Solve the Nested Radical: Simplifying the Sixth Root of Square Root of 2

Solve the following exercise:

$\sqrt[6]{\sqrt{2}}=$

In order to solve this problem, we must simplify the following expression $\sqrt[6]{\sqrt{2}}$ using the rule for roots of roots. This rule states that a root of a root can be written as a single root by multiplying the indices of the radicals.

• Step 1: Identify the given expression $\sqrt[6]{\sqrt{2}}$.

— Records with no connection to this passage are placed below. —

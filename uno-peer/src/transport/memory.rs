//! In-process transport over tokio channels.
//!
//! A [`MemoryNetwork`] is a shared address book. The authority calls
//! [`MemoryNetwork::listen`] to claim an address; followers obtain a
//! [`MemoryTransport`] from the network and connect to that address. Each
//! link is a pair of bounded `mpsc` channels, so delivery is reliable and
//! FIFO per link with no ordering across links.

use super::{Listener, Transport, TransportError};
use async_trait::async_trait;
use std::collections::HashMap;
use std::sync::atomic::{AtomicBool, Ordering};
use std::sync::{Arc, Mutex, MutexGuard, PoisonError};
use tokio::sync::{mpsc, Mutex as AsyncMutex, Notify};
use uno_types::PlayerId;

type Incoming = (PlayerId, MemoryTransport);

/// Shared address book for in-memory links.
#[derive(Debug, Clone)]
pub struct MemoryNetwork {
    listeners: Arc<Mutex<HashMap<String, mpsc::Sender<Incoming>>>>,
    link_buffer: usize,
}

impl MemoryNetwork {
    /// Create a network whose links buffer up to `link_buffer` frames per
    /// direction.
    pub fn new(link_buffer: usize) -> Self {
        Self {
            listeners: Arc::new(Mutex::new(HashMap::new())),
            link_buffer: link_buffer.max(1),
        }
    }

    fn listeners(&self) -> MutexGuard<'_, HashMap<String, mpsc::Sender<Incoming>>> {
        self.listeners
            .lock()
            .unwrap_or_else(PoisonError::into_inner)
    }

    /// Claim `address` and start accepting links on it.
    pub fn listen(&self, address: &str) -> Result<MemoryListener, TransportError> {
        let mut listeners = self.listeners();
        if listeners
            .get(address)
            .is_some_and(|tx| !tx.is_closed())
        {
            return Err(TransportError::ConnectionFailed(format!(
                "address already in use: {address}"
            )));
        }

        let (tx, rx) = mpsc::channel(self.link_buffer);
        listeners.insert(address.to_string(), tx);
        Ok(MemoryListener {
            address: address.to_string(),
            incoming: rx,
        })
    }

    /// An unconnected transport for the peer `local_id`.
    pub fn transport(&self, local_id: PlayerId) -> MemoryTransport {
        MemoryTransport {
            local_id,
            network: Some(self.clone()),
            link: Arc::new(LinkEnds::default()),
        }
    }

    fn listener_for(&self, address: &str) -> Option<mpsc::Sender<Incoming>> {
        self.listeners()
            .get(address)
            .filter(|tx| !tx.is_closed())
            .cloned()
    }
}

/// Authority-side acceptor for one address.
#[derive(Debug)]
pub struct MemoryListener {
    address: String,
    incoming: mpsc::Receiver<Incoming>,
}

impl MemoryListener {
    /// The address this listener claimed.
    pub fn address(&self) -> &str {
        &self.address
    }
}

#[async_trait]
impl Listener for MemoryListener {
    type Link = MemoryTransport;

    async fn accept(&mut self) -> Result<(PlayerId, MemoryTransport), TransportError> {
        self.incoming
            .recv()
            .await
            .ok_or(TransportError::ConnectionClosed)
    }
}

#[derive(Debug, Default)]
struct LinkEnds {
    outbound: Mutex<Option<mpsc::Sender<Vec<u8>>>>,
    inbound: AsyncMutex<Option<mpsc::Receiver<Vec<u8>>>>,
    closed: AtomicBool,
    close_signal: Notify,
}

/// One end of an in-memory link.
///
/// Clones share the same link, so a session may read on one task while it
/// writes on another.
#[derive(Debug, Clone)]
pub struct MemoryTransport {
    local_id: PlayerId,
    network: Option<MemoryNetwork>,
    link: Arc<LinkEnds>,
}

impl MemoryTransport {
    fn connected_end(
        local_id: PlayerId,
        outbound: mpsc::Sender<Vec<u8>>,
        inbound: mpsc::Receiver<Vec<u8>>,
    ) -> Self {
        Self {
            local_id,
            network: None,
            link: Arc::new(LinkEnds {
                outbound: Mutex::new(Some(outbound)),
                inbound: AsyncMutex::new(Some(inbound)),
                closed: AtomicBool::new(false),
                close_signal: Notify::new(),
            }),
        }
    }

    fn outbound(&self) -> MutexGuard<'_, Option<mpsc::Sender<Vec<u8>>>> {
        self.link
            .outbound
            .lock()
            .unwrap_or_else(PoisonError::into_inner)
    }
}

#[async_trait]
impl Transport for MemoryTransport {
    async fn connect(&self, address: &str) -> Result<(), TransportError> {
        let network = self.network.as_ref().ok_or_else(|| {
            TransportError::ConnectionFailed("accepted links cannot reconnect".into())
        })?;
        if self.is_connected() {
            return Err(TransportError::ConnectionFailed("already connected".into()));
        }
        let listener = network
            .listener_for(address)
            .ok_or_else(|| TransportError::PeerUnavailable(address.to_string()))?;

        let buffer = network.link_buffer;
        let (to_remote, remote_inbound) = mpsc::channel(buffer);
        let (to_local, local_inbound) = mpsc::channel(buffer);
        let remote = MemoryTransport::connected_end(self.local_id, to_local, remote_inbound);

        listener
            .send((self.local_id, remote))
            .await
            .map_err(|_| TransportError::PeerUnavailable(address.to_string()))?;

        *self.link.inbound.lock().await = Some(local_inbound);
        *self.outbound() = Some(to_remote);
        self.link.closed.store(false, Ordering::SeqCst);
        Ok(())
    }

    async fn send(&self, data: &[u8]) -> Result<(), TransportError> {
        let sender = self.outbound().clone().ok_or(TransportError::NotConnected)?;
        sender
            .send(data.to_vec())
            .await
            .map_err(|_| TransportError::ConnectionClosed)
    }

    async fn recv(&self) -> Result<Vec<u8>, TransportError> {
        if self.link.closed.load(Ordering::SeqCst) {
            return Err(TransportError::NotConnected);
        }
        let mut guard = self.link.inbound.lock().await;
        let inbound = guard.as_mut().ok_or(TransportError::NotConnected)?;

        loop {
            tokio::select! {
                frame = inbound.recv() => return frame.ok_or(TransportError::ConnectionClosed),
                _ = self.link.close_signal.notified() => {
                    // A permit left over from before a reconnect is ignored
                    if self.link.closed.load(Ordering::SeqCst) {
                        return Err(TransportError::ConnectionClosed);
                    }
                }
            }
        }
    }

    fn is_connected(&self) -> bool {
        !self.link.closed.load(Ordering::SeqCst)
            && self
                .outbound()
                .as_ref()
                .is_some_and(|tx| !tx.is_closed())
    }

    async fn close(&self) -> Result<(), TransportError> {
        self.link.closed.store(true, Ordering::SeqCst);
        self.outbound().take();
        self.link.close_signal.notify_one();
        Ok(())
    }
}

• Step 2: Recognize that the inner root, $\sqrt{2}$, can be expressed as $\sqrt[2]{2}$.

• Step 3: Visualize $\sqrt[6]{\sqrt{2}}$ as $\sqrt[6]{\sqrt[2]{2}}$.

• Step 4: Apply the rule $\sqrt[n]{\sqrt[m]{a}} = \sqrt[n \times m]{a}$.

• Step 5: Multiply the indices: $6 \times 2 = 12$.

• Step 6: Replace the compound root with the single root: $\sqrt[12]{2}$.

Thus, the expression $\sqrt[6]{\sqrt{2}}$ simplifies to $\sqrt[12]{2}$.

Therefore, the solution to the problem is $\sqrt[12]{2}$.